Olcayto is a masculine Turkish given name. In Turkish "Olcayto" means "Luck", and/or "Lucky". Olcayto is the masculine version of "Olcay" which is a feminine Turkish given name (although it has been used as a male given name as well, as in footballer Olcay Şahan's name for instance).

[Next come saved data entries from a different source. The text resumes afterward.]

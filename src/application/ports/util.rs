// src/application/ports/util.rs
pub trait SlugGenerator: Send + Sync {
    /// Lower-cases `input` and collapses every run of non-alphanumeric
    /// characters into a single hyphen, without leading or trailing hyphens.
    fn slugify(&self, input: &str) -> String;
}
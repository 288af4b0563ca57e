// src/domain/store/services/mod.rs
pub mod slug;
pub mod tags;

pub use slug::StoreSlugService;
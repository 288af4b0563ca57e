use crate::application::ports::util::SlugGenerator;

#[derive(Default, Clone)]
pub struct DefaultSlugGenerator;

impl SlugGenerator for DefaultSlugGenerator {
    fn slugify(&self, input: &str) -> String {
        ::slug::slugify(input)
    }
}
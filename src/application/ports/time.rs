// src/application/ports/time.rs
use chrono::{DateTime, Utc};

/// Source of creation timestamps.
pub trait Clock: Send + Sync {
    fn now(&self) -> DateTime<Utc>;
}
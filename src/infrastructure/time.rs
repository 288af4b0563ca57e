use crate::application::ports::time::Clock;
use chrono::{DateTime, Utc};

/// Wall-clock time, used to stamp `created_at` on new stores.
#[derive(Default, Clone)]
pub struct SystemClock;

impl Clock for SystemClock {
    fn now(&self) -> DateTime<Utc> {
        Utc::now()
    }
}
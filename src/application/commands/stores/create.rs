// src/application/commands/stores/create.rs
use super::{LocationInput, StoreCommandService};
use crate::{
    application::{dto::StoreDto, error::ApplicationResult},
    domain::store::{NewStore, StoreDescription, StoreName},
};

pub struct CreateStoreCommand {
    pub name: String,
    pub description: Option<String>,
    pub tags: Vec<String>,
    pub location: LocationInput,
    pub photo: Option<String>,
}

impl CreateStoreCommand {
    pub fn builder() -> CreateStoreCommandBuilder {
        CreateStoreCommandBuilder::default()
    }
}

#[derive(Default)]
pub struct CreateStoreCommandBuilder {
    name: Option<String>,
    description: Option<String>,
    tags: Vec<String>,
    location: Option<LocationInput>,
    photo: Option<String>,
}

impl CreateStoreCommandBuilder {
    pub fn name(mut self, name: impl Into<String>) -> Self {
        self.name = Some(name.into());
        self
    }

    pub fn description(mut self, description: impl Into<String>) -> Self {
        self.description = Some(description.into());
        self
    }

    pub fn tag(mut self, tag: impl Into<String>) -> Self {
        self.tags.push(tag.into());
        self
    }

    pub fn tags<I, S>(mut self, tags: I) -> Self
    where
        I: IntoIterator<Item = S>,
        S: Into<String>,
    {
        self.tags.extend(tags.into_iter().map(Into::into));
        self
    }

    pub fn location(mut self, location: LocationInput) -> Self {
        self.location = Some(location);
        self
    }

    pub fn photo(mut self, photo: impl Into<String>) -> Self {
        self.photo = Some(photo.into());
        self
    }

    pub fn build(self) -> Result<CreateStoreCommand, &'static str> {
        Ok(CreateStoreCommand {
            name: self.name.ok_or("name is required")?,
            description: self.description,
            tags: self.tags,
            location: self.location.ok_or("location is required")?,
            photo: self.photo,
        })
    }
}

impl StoreCommandService {
    pub async fn create_store(&self, command: CreateStoreCommand) -> ApplicationResult<StoreDto> {
        let CreateStoreCommand {
            name,
            description,
            tags,
            location,
            photo,
        } = command;

        let name = StoreName::new(name)?;
        let description = StoreDescription::parse(description);
        let location = location.into_location()?;
        let created_at = self.clock.now();

        let mut attempt = 0;
        loop {
            let slug = self.slug_service.generate_unique_slug(&name, None).await?;
            let new_store = NewStore {
                name: name.clone(),
                slug,
                description: description.clone(),
                tags: tags.clone(),
                created_at,
                location: location.clone(),
                photo: photo.clone(),
            };

            match self.write_repo.insert(new_store).await {
                Ok(created) => {
                    tracing::info!(store_id = %created.id, slug = %created.slug, "store created");
                    return Ok(created.into());
                }
                Err(err) if self.should_retry(&err, attempt) => attempt += 1,
                Err(err) => return Err(err.into()),
            }
        }
    }
}
// src/config.rs
use std::env;
use thiserror::Error;

#[derive(Clone, Debug)]
pub struct AppConfig {
    database_url: String,
    database_max_connections: u32,
    slug: SlugSettings,
}

/// Tuning for slug resolution on store writes.
#[derive(Clone, Copy, Debug, Default, PartialEq, Eq)]
pub struct SlugSettings {
    /// Leave the store being renamed out of its own match count.
    pub exclude_self: bool,
    /// Re-resolutions allowed after the storage layer rejects a duplicate slug.
    pub conflict_retries: u32,
}

#[derive(Debug, Error)]
pub enum ConfigError {
    #[error("missing environment variable: {0}")]
    Missing(&'static str),
    #[error("invalid configuration: {0}")]
    Invalid(String),
}

fn default_database_url() -> String {
    "sqlite://stores.db?mode=rwc".into()
}

fn default_max_connections() -> u32 {
    16
}

fn default_conflict_retries() -> u32 {
    2
}

fn parse_flag(value: &str) -> bool {
    value == "1" || value.eq_ignore_ascii_case("true")
}

impl AppConfig {
    /// Build configuration from environment variables, falling back to
    /// defaults for anything unset.
    pub fn from_env() -> Result<Self, ConfigError> {
        // Allow dotenv files to populate env vars when present.
        dotenvy::dotenv().ok();
        Self::from_lookup(|key| env::var(key).ok())
    }

    pub fn from_lookup(lookup: impl Fn(&str) -> Option<String>) -> Result<Self, ConfigError> {
        let database_url = lookup("DATABASE_URL").unwrap_or_else(default_database_url);
        if database_url.trim().is_empty() {
            return Err(ConfigError::Missing("DATABASE_URL"));
        }

        let database_max_connections = match lookup("DATABASE_MAX_CONNECTIONS") {
            Some(raw) => raw
                .parse::<u32>()
                .ok()
                .filter(|n| *n > 0)
                .ok_or_else(|| {
                    ConfigError::Invalid(format!(
                        "DATABASE_MAX_CONNECTIONS must be a positive integer, got {raw:?}"
                    ))
                })?,
            None => default_max_connections(),
        };

        let exclude_self = lookup("STORE_SLUG_EXCLUDE_SELF")
            .map(|v| parse_flag(&v))
            .unwrap_or(false);

        let conflict_retries = match lookup("STORE_SLUG_CONFLICT_RETRIES") {
            Some(raw) => raw.parse::<u32>().map_err(|_| {
                ConfigError::Invalid(format!(
                    "STORE_SLUG_CONFLICT_RETRIES must be a non-negative integer, got {raw:?}"
                ))
            })?,
            None => default_conflict_retries(),
        };

        Ok(Self {
            database_url,
            database_max_connections,
            slug: SlugSettings {
                exclude_self,
                conflict_retries,
            },
        })
    }

    pub fn database_url(&self) -> &str {
        &self.database_url
    }

    pub fn database_max_connections(&self) -> u32 {
        self.database_max_connections
    }

    pub fn slug_settings(&self) -> SlugSettings {
        self.slug
    }
}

People named Olcayto include:

People
 Olcayto Ahmet Tuğsuz, a Turkish singer, lyricist and composer. He has participated several times in the Eurovision Song Contest. At Eurovision 1978 he was a member of the group Nazar, that performed the song Sevince and scored just 2 points. In 1982 he composed Hani? for the singer Neco, (which scored 20 points) and in 1987 he composed and wrote the lyrics of Şarkım Sevgi Üstüne performed by Seyyal Taner & Lokomotif, which failed to score a single point. He returned to the contest in 2016 as the composer of San Marino's entry I Didn't Know performed by Serhat, which failed to qualify for the Eurovision Song Contest 2016 final.
 Olcayto (1280-1316), was the eighth Ilkhanid dynasty ruler in Iran from 1304 to 1316.
 Gazanfer Olcayto, former football player of Mersin İdmanyurdu.

Fictional characters
 Olcayto, protagonist of Hakanlar Çarpışıyor.